• [EXERCISE REQUIREMENTS]: For this exercise, return exactly the lines of the material below that begin at the one with "pub fn min_y(&self)" and stop after the one with "f32, color: Color);".

• [DATA FOR PROCESSING]:
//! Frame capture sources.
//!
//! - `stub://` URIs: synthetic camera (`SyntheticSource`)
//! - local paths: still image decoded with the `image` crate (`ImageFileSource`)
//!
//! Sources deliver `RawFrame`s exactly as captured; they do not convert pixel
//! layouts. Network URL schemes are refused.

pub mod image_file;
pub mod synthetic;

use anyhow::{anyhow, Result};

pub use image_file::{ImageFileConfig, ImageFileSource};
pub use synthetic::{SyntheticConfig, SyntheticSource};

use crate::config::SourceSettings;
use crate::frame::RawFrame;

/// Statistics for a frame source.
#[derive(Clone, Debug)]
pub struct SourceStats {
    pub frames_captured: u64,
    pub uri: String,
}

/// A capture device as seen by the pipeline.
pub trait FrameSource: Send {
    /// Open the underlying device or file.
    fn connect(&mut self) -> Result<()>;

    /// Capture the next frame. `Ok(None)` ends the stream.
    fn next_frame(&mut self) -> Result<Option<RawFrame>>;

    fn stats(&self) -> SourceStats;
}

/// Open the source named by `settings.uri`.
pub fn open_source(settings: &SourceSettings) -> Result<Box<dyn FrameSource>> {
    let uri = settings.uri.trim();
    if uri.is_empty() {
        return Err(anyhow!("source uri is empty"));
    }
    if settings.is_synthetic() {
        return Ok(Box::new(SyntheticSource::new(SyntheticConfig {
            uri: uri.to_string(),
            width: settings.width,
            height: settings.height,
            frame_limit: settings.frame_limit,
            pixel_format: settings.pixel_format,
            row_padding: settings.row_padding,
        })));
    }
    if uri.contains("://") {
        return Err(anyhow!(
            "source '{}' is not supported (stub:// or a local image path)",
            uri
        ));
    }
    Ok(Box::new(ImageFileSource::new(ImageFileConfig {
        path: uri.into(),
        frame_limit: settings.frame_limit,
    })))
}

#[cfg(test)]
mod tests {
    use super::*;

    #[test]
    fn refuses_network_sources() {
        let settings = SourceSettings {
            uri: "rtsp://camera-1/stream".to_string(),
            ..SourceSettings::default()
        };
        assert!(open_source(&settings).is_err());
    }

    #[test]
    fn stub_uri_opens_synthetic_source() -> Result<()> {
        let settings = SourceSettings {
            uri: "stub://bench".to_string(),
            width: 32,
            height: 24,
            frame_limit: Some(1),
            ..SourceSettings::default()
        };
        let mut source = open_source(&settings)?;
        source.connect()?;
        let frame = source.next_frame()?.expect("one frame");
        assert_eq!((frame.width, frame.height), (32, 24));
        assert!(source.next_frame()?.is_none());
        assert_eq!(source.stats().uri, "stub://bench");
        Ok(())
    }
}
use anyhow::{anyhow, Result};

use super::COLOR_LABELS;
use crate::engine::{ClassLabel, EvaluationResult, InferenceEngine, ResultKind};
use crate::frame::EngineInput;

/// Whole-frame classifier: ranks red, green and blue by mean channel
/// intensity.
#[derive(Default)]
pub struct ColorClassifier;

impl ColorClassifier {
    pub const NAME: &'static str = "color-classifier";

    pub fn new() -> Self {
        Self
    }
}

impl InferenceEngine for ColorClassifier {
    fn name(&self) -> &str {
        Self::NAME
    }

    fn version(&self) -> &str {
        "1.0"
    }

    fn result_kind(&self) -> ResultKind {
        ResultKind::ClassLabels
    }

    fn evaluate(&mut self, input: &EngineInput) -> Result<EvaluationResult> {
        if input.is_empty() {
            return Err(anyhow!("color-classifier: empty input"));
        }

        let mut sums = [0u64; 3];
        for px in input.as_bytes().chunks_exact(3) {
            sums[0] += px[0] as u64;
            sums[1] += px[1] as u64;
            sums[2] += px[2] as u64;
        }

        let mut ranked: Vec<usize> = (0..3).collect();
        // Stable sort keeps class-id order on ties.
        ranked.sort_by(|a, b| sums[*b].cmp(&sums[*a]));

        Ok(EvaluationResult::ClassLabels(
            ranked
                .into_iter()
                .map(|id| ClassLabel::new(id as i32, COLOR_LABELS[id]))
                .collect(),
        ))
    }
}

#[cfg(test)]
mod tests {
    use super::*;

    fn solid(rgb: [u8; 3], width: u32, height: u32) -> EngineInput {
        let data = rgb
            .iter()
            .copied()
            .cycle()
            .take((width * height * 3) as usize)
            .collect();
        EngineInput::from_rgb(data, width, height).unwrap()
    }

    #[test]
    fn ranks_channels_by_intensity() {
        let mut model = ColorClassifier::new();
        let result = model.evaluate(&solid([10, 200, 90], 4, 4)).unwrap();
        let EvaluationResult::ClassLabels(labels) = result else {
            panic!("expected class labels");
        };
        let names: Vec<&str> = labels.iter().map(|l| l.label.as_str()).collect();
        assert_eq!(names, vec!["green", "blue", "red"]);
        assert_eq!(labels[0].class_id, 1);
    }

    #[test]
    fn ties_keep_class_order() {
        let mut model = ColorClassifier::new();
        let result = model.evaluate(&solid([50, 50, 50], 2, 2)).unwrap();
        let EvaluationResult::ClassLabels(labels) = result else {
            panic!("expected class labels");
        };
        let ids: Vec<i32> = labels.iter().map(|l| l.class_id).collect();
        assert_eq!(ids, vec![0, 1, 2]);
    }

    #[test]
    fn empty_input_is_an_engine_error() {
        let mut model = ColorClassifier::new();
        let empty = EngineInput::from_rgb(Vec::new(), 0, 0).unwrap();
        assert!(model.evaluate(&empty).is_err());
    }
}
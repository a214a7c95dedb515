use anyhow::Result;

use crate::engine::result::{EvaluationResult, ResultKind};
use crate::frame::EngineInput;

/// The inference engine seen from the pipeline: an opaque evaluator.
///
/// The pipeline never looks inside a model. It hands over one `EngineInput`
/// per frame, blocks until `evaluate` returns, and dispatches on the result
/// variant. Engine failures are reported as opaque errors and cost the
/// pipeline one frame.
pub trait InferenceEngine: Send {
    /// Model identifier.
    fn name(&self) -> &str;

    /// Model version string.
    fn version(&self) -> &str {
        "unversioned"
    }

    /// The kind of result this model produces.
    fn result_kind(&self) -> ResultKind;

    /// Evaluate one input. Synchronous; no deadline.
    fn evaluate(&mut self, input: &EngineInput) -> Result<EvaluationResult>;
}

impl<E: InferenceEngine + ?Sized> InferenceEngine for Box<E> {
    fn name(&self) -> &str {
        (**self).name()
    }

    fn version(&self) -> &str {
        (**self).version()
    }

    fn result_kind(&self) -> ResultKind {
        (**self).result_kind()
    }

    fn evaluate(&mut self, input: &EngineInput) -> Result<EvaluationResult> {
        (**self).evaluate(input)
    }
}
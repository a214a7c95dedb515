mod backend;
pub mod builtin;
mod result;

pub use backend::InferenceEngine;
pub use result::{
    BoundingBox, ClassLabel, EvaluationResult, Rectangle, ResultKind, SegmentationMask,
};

==

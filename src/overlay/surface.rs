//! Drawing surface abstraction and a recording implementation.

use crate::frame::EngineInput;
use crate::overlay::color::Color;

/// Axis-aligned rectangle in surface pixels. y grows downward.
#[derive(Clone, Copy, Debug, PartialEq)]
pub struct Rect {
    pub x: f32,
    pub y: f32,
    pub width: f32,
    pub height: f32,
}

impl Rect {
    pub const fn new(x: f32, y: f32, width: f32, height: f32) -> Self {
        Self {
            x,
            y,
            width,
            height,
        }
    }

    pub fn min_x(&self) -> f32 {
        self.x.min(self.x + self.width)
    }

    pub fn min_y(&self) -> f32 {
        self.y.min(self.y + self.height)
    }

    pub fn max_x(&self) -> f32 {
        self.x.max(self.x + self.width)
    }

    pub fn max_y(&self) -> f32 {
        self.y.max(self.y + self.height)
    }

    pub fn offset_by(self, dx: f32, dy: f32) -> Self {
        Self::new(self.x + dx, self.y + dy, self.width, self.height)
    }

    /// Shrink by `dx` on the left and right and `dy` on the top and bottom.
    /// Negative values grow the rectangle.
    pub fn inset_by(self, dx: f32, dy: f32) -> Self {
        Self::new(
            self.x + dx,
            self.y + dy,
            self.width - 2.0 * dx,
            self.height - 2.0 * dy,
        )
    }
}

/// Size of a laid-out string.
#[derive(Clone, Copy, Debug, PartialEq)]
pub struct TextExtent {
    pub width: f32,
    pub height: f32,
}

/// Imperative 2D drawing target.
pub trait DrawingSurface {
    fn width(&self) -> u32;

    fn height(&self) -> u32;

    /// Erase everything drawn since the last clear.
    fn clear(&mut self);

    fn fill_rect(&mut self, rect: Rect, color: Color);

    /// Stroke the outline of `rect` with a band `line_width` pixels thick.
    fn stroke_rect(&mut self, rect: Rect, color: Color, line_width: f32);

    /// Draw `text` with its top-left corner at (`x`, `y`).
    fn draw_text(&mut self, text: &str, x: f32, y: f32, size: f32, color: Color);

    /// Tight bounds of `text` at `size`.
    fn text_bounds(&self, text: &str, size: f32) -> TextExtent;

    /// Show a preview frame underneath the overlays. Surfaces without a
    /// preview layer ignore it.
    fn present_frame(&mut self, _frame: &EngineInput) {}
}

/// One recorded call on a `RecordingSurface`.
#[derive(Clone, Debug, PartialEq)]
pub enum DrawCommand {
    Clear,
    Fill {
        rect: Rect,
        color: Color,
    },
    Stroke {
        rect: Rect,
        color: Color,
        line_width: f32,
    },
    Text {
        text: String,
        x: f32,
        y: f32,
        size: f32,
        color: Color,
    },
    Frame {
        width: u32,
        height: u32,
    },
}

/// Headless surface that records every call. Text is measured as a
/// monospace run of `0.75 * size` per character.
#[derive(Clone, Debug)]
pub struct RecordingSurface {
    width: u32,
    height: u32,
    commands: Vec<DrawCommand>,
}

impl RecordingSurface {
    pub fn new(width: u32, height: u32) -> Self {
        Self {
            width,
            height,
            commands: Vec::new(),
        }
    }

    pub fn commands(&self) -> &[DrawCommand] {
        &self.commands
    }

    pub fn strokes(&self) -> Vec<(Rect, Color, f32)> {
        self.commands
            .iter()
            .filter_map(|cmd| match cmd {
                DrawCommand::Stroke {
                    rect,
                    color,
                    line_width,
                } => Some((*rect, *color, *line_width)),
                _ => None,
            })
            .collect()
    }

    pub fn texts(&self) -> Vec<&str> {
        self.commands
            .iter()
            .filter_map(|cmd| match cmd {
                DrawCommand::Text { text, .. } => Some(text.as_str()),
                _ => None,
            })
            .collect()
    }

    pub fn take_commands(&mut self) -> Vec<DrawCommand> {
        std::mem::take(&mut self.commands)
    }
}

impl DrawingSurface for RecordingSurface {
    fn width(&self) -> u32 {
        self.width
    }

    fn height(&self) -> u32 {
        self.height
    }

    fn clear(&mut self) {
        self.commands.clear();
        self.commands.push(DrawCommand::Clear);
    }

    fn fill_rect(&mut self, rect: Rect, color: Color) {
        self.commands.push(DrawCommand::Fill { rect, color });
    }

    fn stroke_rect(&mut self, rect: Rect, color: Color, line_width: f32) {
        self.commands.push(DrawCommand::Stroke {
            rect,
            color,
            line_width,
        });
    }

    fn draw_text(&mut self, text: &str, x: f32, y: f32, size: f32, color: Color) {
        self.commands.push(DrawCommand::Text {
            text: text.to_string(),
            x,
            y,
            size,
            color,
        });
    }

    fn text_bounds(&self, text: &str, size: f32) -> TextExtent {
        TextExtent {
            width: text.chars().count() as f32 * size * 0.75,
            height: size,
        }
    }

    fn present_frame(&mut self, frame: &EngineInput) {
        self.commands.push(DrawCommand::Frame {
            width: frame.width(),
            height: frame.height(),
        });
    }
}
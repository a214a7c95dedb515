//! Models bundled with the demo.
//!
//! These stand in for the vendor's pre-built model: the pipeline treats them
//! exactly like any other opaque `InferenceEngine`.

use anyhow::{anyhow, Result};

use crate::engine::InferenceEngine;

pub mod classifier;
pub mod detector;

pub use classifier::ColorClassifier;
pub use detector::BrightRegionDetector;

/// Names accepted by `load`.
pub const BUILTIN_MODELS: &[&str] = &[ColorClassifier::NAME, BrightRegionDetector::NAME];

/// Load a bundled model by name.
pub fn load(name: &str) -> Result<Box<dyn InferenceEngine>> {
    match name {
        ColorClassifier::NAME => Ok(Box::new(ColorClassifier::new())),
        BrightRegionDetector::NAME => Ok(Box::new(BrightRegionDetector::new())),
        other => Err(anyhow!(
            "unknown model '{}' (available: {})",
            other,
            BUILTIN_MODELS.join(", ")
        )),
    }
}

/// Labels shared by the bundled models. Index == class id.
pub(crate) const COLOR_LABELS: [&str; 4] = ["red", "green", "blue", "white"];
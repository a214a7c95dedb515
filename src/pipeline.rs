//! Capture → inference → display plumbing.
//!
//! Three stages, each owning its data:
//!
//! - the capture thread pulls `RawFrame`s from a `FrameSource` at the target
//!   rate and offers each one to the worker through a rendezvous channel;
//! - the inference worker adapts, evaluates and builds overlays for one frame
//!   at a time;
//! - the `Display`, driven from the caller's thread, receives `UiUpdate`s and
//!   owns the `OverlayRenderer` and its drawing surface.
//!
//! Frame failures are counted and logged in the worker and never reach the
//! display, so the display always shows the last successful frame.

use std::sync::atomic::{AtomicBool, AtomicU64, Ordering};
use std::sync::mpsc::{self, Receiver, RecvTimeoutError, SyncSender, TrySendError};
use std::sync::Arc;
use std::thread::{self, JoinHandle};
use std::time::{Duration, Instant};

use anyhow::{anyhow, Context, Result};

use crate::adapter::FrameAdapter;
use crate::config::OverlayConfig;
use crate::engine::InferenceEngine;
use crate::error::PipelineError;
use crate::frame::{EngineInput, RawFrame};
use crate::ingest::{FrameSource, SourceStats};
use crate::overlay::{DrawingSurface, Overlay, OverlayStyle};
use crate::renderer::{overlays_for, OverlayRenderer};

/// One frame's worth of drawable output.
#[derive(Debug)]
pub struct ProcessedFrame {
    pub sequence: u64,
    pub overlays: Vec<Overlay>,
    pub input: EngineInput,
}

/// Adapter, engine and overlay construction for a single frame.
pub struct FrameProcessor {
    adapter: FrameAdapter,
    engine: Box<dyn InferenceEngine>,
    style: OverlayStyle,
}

==

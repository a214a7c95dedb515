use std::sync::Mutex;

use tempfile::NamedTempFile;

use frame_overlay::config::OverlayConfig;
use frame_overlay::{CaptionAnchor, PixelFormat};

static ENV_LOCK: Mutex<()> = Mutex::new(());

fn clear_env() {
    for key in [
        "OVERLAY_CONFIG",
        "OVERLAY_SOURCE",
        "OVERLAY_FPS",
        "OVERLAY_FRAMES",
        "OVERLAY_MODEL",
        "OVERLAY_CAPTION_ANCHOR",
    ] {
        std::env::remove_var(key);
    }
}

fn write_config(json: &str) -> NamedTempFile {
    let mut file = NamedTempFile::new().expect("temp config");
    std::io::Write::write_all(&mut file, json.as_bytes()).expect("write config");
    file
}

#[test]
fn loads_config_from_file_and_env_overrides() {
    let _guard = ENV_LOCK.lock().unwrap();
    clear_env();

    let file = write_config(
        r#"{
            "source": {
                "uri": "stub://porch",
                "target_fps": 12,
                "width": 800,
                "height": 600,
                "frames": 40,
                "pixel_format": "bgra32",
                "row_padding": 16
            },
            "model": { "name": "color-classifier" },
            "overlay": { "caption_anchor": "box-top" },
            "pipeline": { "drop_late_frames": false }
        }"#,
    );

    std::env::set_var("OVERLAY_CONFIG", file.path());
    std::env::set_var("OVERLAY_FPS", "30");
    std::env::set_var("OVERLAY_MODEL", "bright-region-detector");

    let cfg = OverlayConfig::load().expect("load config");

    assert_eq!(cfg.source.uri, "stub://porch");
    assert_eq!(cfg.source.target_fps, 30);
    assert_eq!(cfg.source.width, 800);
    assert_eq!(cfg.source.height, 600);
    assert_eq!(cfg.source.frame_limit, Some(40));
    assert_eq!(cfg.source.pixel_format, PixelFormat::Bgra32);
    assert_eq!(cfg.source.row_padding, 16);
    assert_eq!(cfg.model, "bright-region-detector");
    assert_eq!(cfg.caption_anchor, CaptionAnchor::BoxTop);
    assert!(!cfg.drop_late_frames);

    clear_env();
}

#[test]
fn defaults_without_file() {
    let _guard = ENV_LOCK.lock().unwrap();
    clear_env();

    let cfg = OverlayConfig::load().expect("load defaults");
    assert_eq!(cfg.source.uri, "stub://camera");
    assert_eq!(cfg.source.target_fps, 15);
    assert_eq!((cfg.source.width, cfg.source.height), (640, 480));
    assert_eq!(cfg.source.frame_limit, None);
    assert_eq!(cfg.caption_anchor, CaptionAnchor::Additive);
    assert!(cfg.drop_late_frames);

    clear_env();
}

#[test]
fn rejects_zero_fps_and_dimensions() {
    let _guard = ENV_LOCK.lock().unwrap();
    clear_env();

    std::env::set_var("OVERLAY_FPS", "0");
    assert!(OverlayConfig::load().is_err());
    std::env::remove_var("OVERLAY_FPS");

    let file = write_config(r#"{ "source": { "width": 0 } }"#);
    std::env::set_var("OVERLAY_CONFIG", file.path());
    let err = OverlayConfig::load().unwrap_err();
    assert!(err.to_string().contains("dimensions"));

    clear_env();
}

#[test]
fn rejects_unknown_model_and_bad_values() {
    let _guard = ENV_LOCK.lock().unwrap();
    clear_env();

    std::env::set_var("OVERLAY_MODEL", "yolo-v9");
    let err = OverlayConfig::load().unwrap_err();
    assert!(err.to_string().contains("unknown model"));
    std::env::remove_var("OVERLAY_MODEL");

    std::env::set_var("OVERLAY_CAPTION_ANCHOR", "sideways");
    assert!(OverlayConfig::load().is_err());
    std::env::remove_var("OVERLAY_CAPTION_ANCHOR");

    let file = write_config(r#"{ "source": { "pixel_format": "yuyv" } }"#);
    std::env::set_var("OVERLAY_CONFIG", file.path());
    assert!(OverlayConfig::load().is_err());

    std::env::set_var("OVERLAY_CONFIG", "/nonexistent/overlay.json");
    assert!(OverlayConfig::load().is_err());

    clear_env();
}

• [EXERCISE RESPONSE]:
    pub fn min_y(&self) -> f32 {
        self.y.min(self.y + self.height)
    }

    pub fn max_x(&self) -> f32 {
        self.x.max(self.x + self.width)
    }

    pub fn max_y(&self) -> f32 {
        self.y.max(self.y + self.height)
    }

    pub fn offset_by(self, dx: f32, dy: f32) -> Self {
        Self::new(self.x + dx, self.y + dy, self.width, self.height)
    }

    /// Shrink by `dx` on the left and right and `dy` on the top and bottom.
    /// Negative values grow the rectangle.
    pub fn inset_by(self, dx: f32, dy: f32) -> Self {
        Self::new(
            self.x + dx,
            self.y + dy,
            self.width - 2.0 * dx,
            self.height - 2.0 * dy,
        )
    }
}

/// Size of a laid-out string.
#[derive(Clone, Copy, Debug, PartialEq)]
pub struct TextExtent {
    pub width: f32,
    pub height: f32,
}

/// Imperative 2D drawing target.
pub trait DrawingSurface {
    fn width(&self) -> u32;

    fn height(&self) -> u32;

    /// Erase everything drawn since the last clear.
    fn clear(&mut self);

    fn fill_rect(&mut self, rect: Rect, color: Color);

    /// Stroke the outline of `rect` with a band `line_width` pixels thick.
    fn stroke_rect(&mut self, rect: Rect, color: Color, line_width: f32);

    /// Draw `text` with its top-left corner at (`x`, `y`).
    fn draw_text(&mut self, text: &str, x: f32, y: f32, size: f32, color: Color);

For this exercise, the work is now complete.